Extended DLVO-based estimates of surface force in low salinity water flooding

We estimated the effect of cation types (NaCl, MgCl2 and CaCl2), concentrations (0.2, 1, and 5 wt.%) on disjoining pressure with the presence of various clays, two different oils and Berea sandstones. We also compared the disjoining pressure results with core-flooding experiments in the literature [1]. Our results show that disjoining pressure is extremely sensitive to cation types rather than salinity level.

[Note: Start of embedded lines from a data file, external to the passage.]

//! Document selection state and the viewer that drives it.
//!
//! This module implements The Elm Architecture (TEA):
//! - [`Model`]: The complete viewer state
//! - [`Message`]: All possible events and actions
//! - [`update`]: Pure function for state transitions
//! - [`Viewer`]: Owns the model and performs the side effects (fetching on
//!   worker threads, clipboard, link opening, section tracking)

mod effects;
mod loader;
mod model;
mod update;

pub use loader::Loader;
pub use model::{COPY_FEEDBACK, CopyButton, FALLBACK_MARKDOWN, Model, Phase};
pub use update::{Message, update};

use std::time::{Duration, Instant};

use crate::document::scan_headings;
use crate::fetch::{Fetcher, Transport};
use crate::location::Location;
use crate::site::Site;
use crate::ui::{ActiveSectionTracker, ElementBox, Page, ScrollViewport};

/// Assumed height of one source line when laying out headings.
const LINE_HEIGHT: i64 = 24;
/// Assumed height of a heading element.
const HEADING_HEIGHT: i64 = 32;
const DEFAULT_VIEWPORT_HEIGHT: i64 = 900;

/// Owns the model, the background loader and the section tracker.
pub struct Viewer<T: Transport + 'static> {
    model: Model,
    loader: Loader<T>,
    tracker: ActiveSectionTracker<ScrollViewport>,
    requested_generation: u64,
    open_links: bool,
    clipboard_enabled: bool,
}

impl<T: Transport + 'static> Viewer<T> {
    /// Create a viewer at `location` and start loading the document it names.
    pub fn new(site: Site, fetcher: Fetcher<T>, location: &Location) -> Self {
        let viewport = ScrollViewport::new(DEFAULT_VIEWPORT_HEIGHT, 0);
        let mut viewer = Self {
            model: Model::new(site, location),
            loader: Loader::new(fetcher),
            tracker: ActiveSectionTracker::new(viewport),
            requested_generation: 0,
            open_links: false,
            clipboard_enabled: false,
        };
        viewer.request_pending_load();
        viewer
    }

    /// Enable or disable syntax highlighting for documents rendered from now on.
    #[must_use]
    pub fn with_highlight(mut self, enabled: bool) -> Self {
        self.model.highlight = enabled;
        self
    }

    /// Hand external links to the system opener.
    #[must_use]
    pub const fn with_link_opener(mut self, enabled: bool) -> Self {
        self.open_links = enabled;
        self
    }

    /// Write copied code to the terminal clipboard.
    #[must_use]
    pub const fn with_clipboard(mut self, enabled: bool) -> Self {
        self.clipboard_enabled = enabled;
        self
    }

    pub const fn model(&self) -> &Model {
        &self.model
    }

    pub const fn tracker(&self) -> &ActiveSectionTracker<ScrollViewport> {
        &self.tracker
    }

    pub fn fetcher(&self) -> &Fetcher<T> {
        self.loader.fetcher()
    }

    /// Apply a message, then its side effects.
    pub fn dispatch(&mut self, msg: Message) {
        let model = std::mem::take(&mut self.model);
        self.model = update(model, msg.clone());
        self.handle_message_side_effects(&msg);
    }

    /// Apply every finished load; returns how many arrived.
    pub fn pump(&mut self) -> usize {
        let mut applied = 0;
        while let Some(msg) = self.loader.try_next() {
            self.dispatch(msg);
            applied += 1;
        }
        applied
    }

    /// Block until the selected document is shown or `timeout` passes.
    ///
    /// Returns true if the document finished loading, successfully or not.
    pub fn wait_until_loaded(&mut self, timeout: Duration) -> bool {
        let deadline = Instant::now() + timeout;
        self.pump();
        while self.model.is_loading() {
            let remaining = deadline.saturating_duration_since(Instant::now());
            if remaining.is_zero() {
                break;
            }
            match self.loader.next_timeout(remaining) {
                Some(msg) => self.dispatch(msg),
                None => break,
            }
        }
        !self.model.is_loading()
    }

    pub fn tick(&mut self, now: Instant) {
        self.dispatch(Message::Tick(now));
    }

    /// Scroll the content and update the active section.
    pub fn scroll_to(&mut self, offset: i64) {
        self.tracker.source_mut().scroll_to(offset);
        self.sync_active_section();
    }

    /// Full HTML page for the current state.
    pub fn page(&self) -> Option<String> {
        let document = self.model.current_document()?;
        let page = Page {
            site: &self.model.site,
            resolver: self.model.resolver(),
            document,
            rendered: &self.model.rendered,
            active: self.model.active.id(),
            loading: self.model.is_loading(),
            root_margin: self.tracker.source().root_margin(),
        };
        Some(page.render())
    }

    fn request_pending_load(&mut self) {
        if !self.model.is_loading() || self.requested_generation == self.model.generation {
            return;
        }
        self.tracker.release();
        let Some(doc) = self.model.current_document().cloned() else {
            return;
        };
        self.loader.request(self.model.generation, &doc);
        self.requested_generation = self.model.generation;
    }

    /// Lay out the new document's headings and start tracking them.
    fn layout_current_document(&mut self) {
        let anchors = scan_headings(&self.model.content);
        let lines = i64::try_from(self.model.content.lines().count()).unwrap_or(i64::MAX);
        let boxes = anchors
            .iter()
            .filter(|anchor| anchor.in_toc())
            .map(|anchor| {
                let line = i64::try_from(anchor.line).unwrap_or(i64::MAX);
                ElementBox::new(anchor.id.clone(), (line - 1) * LINE_HEIGHT, HEADING_HEIGHT)
            })
            .collect();

        let margin = self.tracker.source().root_margin();
        let height = self.tracker.source().height();
        *self.tracker.source_mut() = ScrollViewport::new(height, lines.saturating_mul(LINE_HEIGHT))
            .with_root_margin(margin);
        self.tracker.source_mut().set_layout(boxes);
        self.tracker.track(&self.model.toc);
        self.sync_active_section();
    }

    fn bring_scroll_target_into_view(&mut self) {
        if self.model.is_loading() {
            return;
        }
        let Some(target) = self.model.scroll_target.take() else {
            return;
        };
        if self.tracker.source_mut().scroll_to_element(&target) {
            self.sync_active_section();
        } else {
            tracing::debug!(anchor = %target, "scroll target not found");
        }
    }

    fn sync_active_section(&mut self) {
        if self.tracker.poll() {
            let active = self.tracker.active().clone();
            self.model = update(std::mem::take(&mut self.model), Message::Scrolled(active));
        }
    }
}
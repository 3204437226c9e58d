//! Markdown to HTML with comrak.
//!
//! comrak does all block and inline parsing. This module layers three things
//! on top of its output:
//!
//! - heading elements get the ids computed by [`scan_headings`], matched by
//!   source line, so TOC links and in-page anchors always land
//! - every link is resolved and emitted with the affordance for its kind
//! - code blocks are wrapped with a language label and a copy button

use std::cell::RefCell;
use std::collections::HashMap;
use std::fmt::Write as _;
use std::io::{self, Write};
use std::sync::atomic::{AtomicUsize, Ordering};

use comrak::adapters::{HeadingAdapter, HeadingMeta};
use comrak::arena_tree::Node;
use comrak::nodes::{Ast, AstNode, NodeHtmlBlock, NodeValue, Sourcepos};
use comrak::{Arena, Options, Plugins, format_html_with_plugins, parse_document};
use thiserror::Error;

use super::toc::scan_headings;
use super::types::{CodeBlock, HeadingAnchor, RenderedDocument};
use crate::links::{LinkContext, LinkKind, LinkResolver, ResolvedLink, repository_url};
use crate::site::{DocumentDescriptor, Site};

/// Language label used for code blocks without an info string.
pub const PLAIN_LANGUAGE: &str = "text";

/// Rendering failed while writing HTML.
#[derive(Debug, Error)]
pub enum RenderError {
    #[error("failed to write html: {0}")]
    Io(#[from] io::Error),
    #[error("renderer produced invalid utf-8: {0}")]
    Utf8(#[from] std::string::FromUtf8Error),
}

/// Everything the renderer needs to know about the current document.
#[derive(Debug, Clone, Copy)]
pub struct RenderContext<'a> {
    pub resolver: &'a LinkResolver,
    pub link_context: LinkContext,
    /// Raw content base of the repository root, for relative images
    pub raw_base: &'a str,
    pub docs_dir: &'a str,
    /// Apply syntax highlighting to code blocks
    pub highlight: bool,
    /// Give headings anchor ids and build a table of contents
    pub anchor_headings: bool,
}

impl<'a> RenderContext<'a> {
    pub fn for_document(
        site: &'a Site,
        resolver: &'a LinkResolver,
        doc: &DocumentDescriptor,
    ) -> Self {
        Self {
            resolver,
            link_context: Site::link_context(doc),
            raw_base: site.raw_base.as_str(),
            docs_dir: site.docs_dir.as_str(),
            highlight: true,
            anchor_headings: true,
        }
    }

    #[must_use]
    pub const fn with_highlight(mut self, enabled: bool) -> Self {
        self.highlight = enabled;
        self
    }

    /// Render headings as plain elements with no ids and no table of contents.
    #[must_use]
    pub const fn without_anchors(mut self) -> Self {
        self.anchor_headings = false;
        self
    }
}

/// Render markdown into an HTML fragment plus its table of contents.
///
/// # Errors
/// Returns an error only if comrak fails to write its output.
pub fn render_markdown(
    markdown: &str,
    ctx: &RenderContext<'_>,
) -> Result<RenderedDocument, RenderError> {
    let anchors = if ctx.anchor_headings {
        scan_headings(markdown)
    } else {
        Vec::new()
    };
    let toc = anchors
        .iter()
        .filter(|a| a.in_toc())
        .map(HeadingAnchor::to_toc_entry)
        .collect();

    let arena = Arena::new();
    let options = renderer_options();
    let root = parse_document(&arena, markdown, &options);

    let heading_ids = assign_heading_ids(root, &anchors);
    rewrite_links(&arena, root, ctx);
    rewrite_images(root, ctx);
    let code_blocks = replace_code_blocks(root, ctx.highlight);

    let adapter = AnchoredHeadings::new(heading_ids.clone());
    let mut plugins = Plugins::default();
    plugins.render.heading_adapter = Some(&adapter);

    let mut out = Vec::new();
    format_html_with_plugins(root, &options, &mut out, &plugins)?;

    Ok(RenderedDocument {
        html: String::from_utf8(out)?,
        toc,
        heading_ids: heading_ids.into_iter().flatten().collect(),
        code_blocks,
        title: RenderedDocument::title_from(&anchors).map(str::to_string),
    })
}

fn renderer_options() -> Options {
    let mut options = Options::default();

    // GFM extensions
    options.extension.strikethrough = true;
    options.extension.table = true;
    options.extension.autolink = true;
    options.extension.tasklist = true;
    options.extension.footnotes = true;
    options.extension.shortcodes = true;

    // Raw HTML passes through; links are emitted as inline HTML too.
    options.render.unsafe_ = true;

    options
}

/// Pair each parsed heading with the scanned anchor on the same line.
///
/// Headings the scanner did not see (setext, indented, nested in quotes or
/// lists) get no id rather than one the table of contents does not know.
fn assign_heading_ids<'a>(root: &'a AstNode<'a>, anchors: &[HeadingAnchor]) -> Vec<Option<String>> {
    let by_line: HashMap<usize, &HeadingAnchor> = anchors.iter().map(|a| (a.line, a)).collect();

    root.descendants()
        .filter_map(|node| {
            let ast = node.data.borrow();
            let NodeValue::Heading(heading) = &ast.value else {
                return None;
            };
            let id = by_line
                .get(&ast.sourcepos.start.line)
                .filter(|anchor| anchor.level == heading.level && !anchor.id.is_empty())
                .map(|anchor| anchor.id.clone());
            Some(id)
        })
        .collect()
}

/// Writes heading tags with precomputed ids, in encounter order.
struct AnchoredHeadings {
    ids: Vec<Option<String>>,
    next: AtomicUsize,
}

impl AnchoredHeadings {
    const fn new(ids: Vec<Option<String>>) -> Self {
        Self {
            ids,
            next: AtomicUsize::new(0),
        }
    }
}

impl HeadingAdapter for AnchoredHeadings {
    fn enter(
        &self,
        output: &mut dyn Write,
        heading: &HeadingMeta,
        _sourcepos: Option<Sourcepos>,
    ) -> io::Result<()> {
        let idx = self.next.fetch_add(1, Ordering::Relaxed);
        match self.ids.get(idx).and_then(Option::as_deref) {
            Some(id) => write!(output, "<h{} id=\"{}\">", heading.level, escape_html(id)),
            None => write!(output, "<h{}>", heading.level),
        }
    }

    fn exit(&self, output: &mut dyn Write, heading: &HeadingMeta) -> io::Result<()> {
        write!(output, "</h{}>", heading.level)
    }
}

/// Replace each link node with inline HTML carrying the resolved target.
fn rewrite_links<'a>(arena: &'a Arena<AstNode<'a>>, root: &'a AstNode<'a>, ctx: &RenderContext<'_>) {
    let links: Vec<_> = root
        .descendants()
        .filter(|node| matches!(node.data.borrow().value, NodeValue::Link(_)))
        .collect();

    for node in links {
        let (url, title, start) = {
            let ast = node.data.borrow();
            let NodeValue::Link(link) = &ast.value else {
                continue;
            };
            (link.url.clone(), link.title.clone(), ast.sourcepos.start)
        };

        let resolved = ctx.resolver.resolve(Some(&url), ctx.link_context);
        let open = open_link_tag(&resolved, &title);
        let open = arena.alloc(Node::new(RefCell::new(Ast::new(NodeValue::HtmlInline(open), start))));
        let close = arena.alloc(Node::new(RefCell::new(Ast::new(
            NodeValue::HtmlInline("</a>".to_string()),
            start,
        ))));

        node.insert_before(open);
        let children: Vec<_> = node.children().collect();
        for child in children {
            child.detach();
            node.insert_before(child);
        }
        node.insert_before(close);
        node.detach();
    }
}

/// Opening `<a>` tag for a resolved link.
pub fn open_link_tag(link: &ResolvedLink, title: &str) -> String {
    let mut tag = format!("<a href=\"{}\"", escape_html(&link.url));
    match &link.kind {
        LinkKind::InternalDoc { doc_id } => {
            let _ = write!(tag, " class=\"doc-link\" data-doc=\"{}\"", escape_html(doc_id));
        }
        LinkKind::Anchor => {
            let fragment = link.fragment().unwrap_or_default();
            let _ = write!(tag, " class=\"anchor-link\" data-anchor=\"{}\"", escape_html(fragment));
        }
        LinkKind::External if link.opens_new_context() => {
            tag.push_str(" class=\"external-link\" target=\"_blank\" rel=\"noopener noreferrer\"");
        }
        LinkKind::External => {}
    }
    if !title.is_empty() {
        let _ = write!(tag, " title=\"{}\"", escape_html(title));
    }
    tag.push('>');
    tag
}

/// Point relative image sources at the raw content host.
fn rewrite_images<'a>(root: &'a AstNode<'a>, ctx: &RenderContext<'_>) {
    for node in root.descendants() {
        let mut ast = node.data.borrow_mut();
        if let NodeValue::Image(image) = &mut ast.value
            && let Some(src) = raw_image_url(&image.url, ctx)
        {
            image.url = src;
        }
    }
}

fn raw_image_url(src: &str, ctx: &RenderContext<'_>) -> Option<String> {
    if src.is_empty() || src.contains("://") || src.starts_with("data:") || src.starts_with('#') {
        return None;
    }
    Some(repository_url(ctx.raw_base, ctx.docs_dir, src, ctx.link_context.is_root))
}

/// Swap code blocks for pre-rendered HTML blocks with a header bar.
fn replace_code_blocks<'a>(root: &'a AstNode<'a>, highlight: bool) -> Vec<CodeBlock> {
    let mut blocks = Vec::new();
    for node in root.descendants() {
        let mut ast = node.data.borrow_mut();
        let NodeValue::CodeBlock(code) = &ast.value else {
            continue;
        };
        let language = code
            .info
            .split_whitespace()
            .next()
            .unwrap_or(PLAIN_LANGUAGE)
            .to_string();
        let block = CodeBlock {
            language,
            code: code.literal.clone(),
        };
        let literal = code_block_html(blocks.len(), &block, highlight);
        ast.value = NodeValue::HtmlBlock(NodeHtmlBlock {
            block_type: 0,
            literal,
        });
        blocks.push(block);
    }
    blocks
}

fn code_block_html(index: usize, block: &CodeBlock, highlight: bool) -> String {
    let language = escape_html(&block.language);
    let display = block.code.trim_end_matches(['\n', '\r']);
    let body = if highlight {
        crate::highlight::highlight_html(Some(&block.language), display)
    } else {
        None
    }
    .unwrap_or_else(|| escape_html(display));

    format!(
        "<div class=\"code-block\" data-code-index=\"{index}\">\n\
         <div class=\"code-header\"><span class=\"code-language\">{language}</span>\
         <button type=\"button\" class=\"copy-button\" data-copy-index=\"{index}\">Copy</button></div>\n\
         <pre><code class=\"language-{language}\">{body}</code></pre>\n\
         </div>\n"
    )
}

/// Escape text for HTML content and double-quoted attributes.
pub fn escape_html(text: &str) -> String {
    let mut out = String::with_capacity(text.len());
    for ch in text.chars() {
        match ch {
            '&' => out.push_str("&amp;"),
            '<' => out.push_str("&lt;"),
            '>' => out.push_str("&gt;"),
            '"' => out.push_str("&quot;"),
            '\'' => out.push_str("&#39;"),
            _ => out.push(ch),
        }
    }
    out
}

Divalent cations (0.2 wt.%, CaCl2 and MgCl2) exhibits negative disjoining pressure with oils, clays and Berea sandstone, but monovalent cations (0.2, 1 wt.%) shows positive disjoining pressure, suggesting that removing divalent cations from the injected brine is essential to alter the wettability, in line with results of core-flooding experiments in the literature [1]. While we did not explicitly investigate the influence of multi-component ion exchange on low salinity effect, DLVO-based model allows us to put boundaries on injected water chemistry, and deeply understand the interaction of Crude Oil/Brine/Rock system. Further, we argue that extended DLVO theory could be applied to screen candidate reservoirs for low salinity water flooding, providing industry with a guideline to manipulate water chemistry to maximize oil recovery. We also proposed a workflow to preliminarily evaluate the potential of LSE to constrain the intrinsic uncertainty of low salinity water flooding in fields.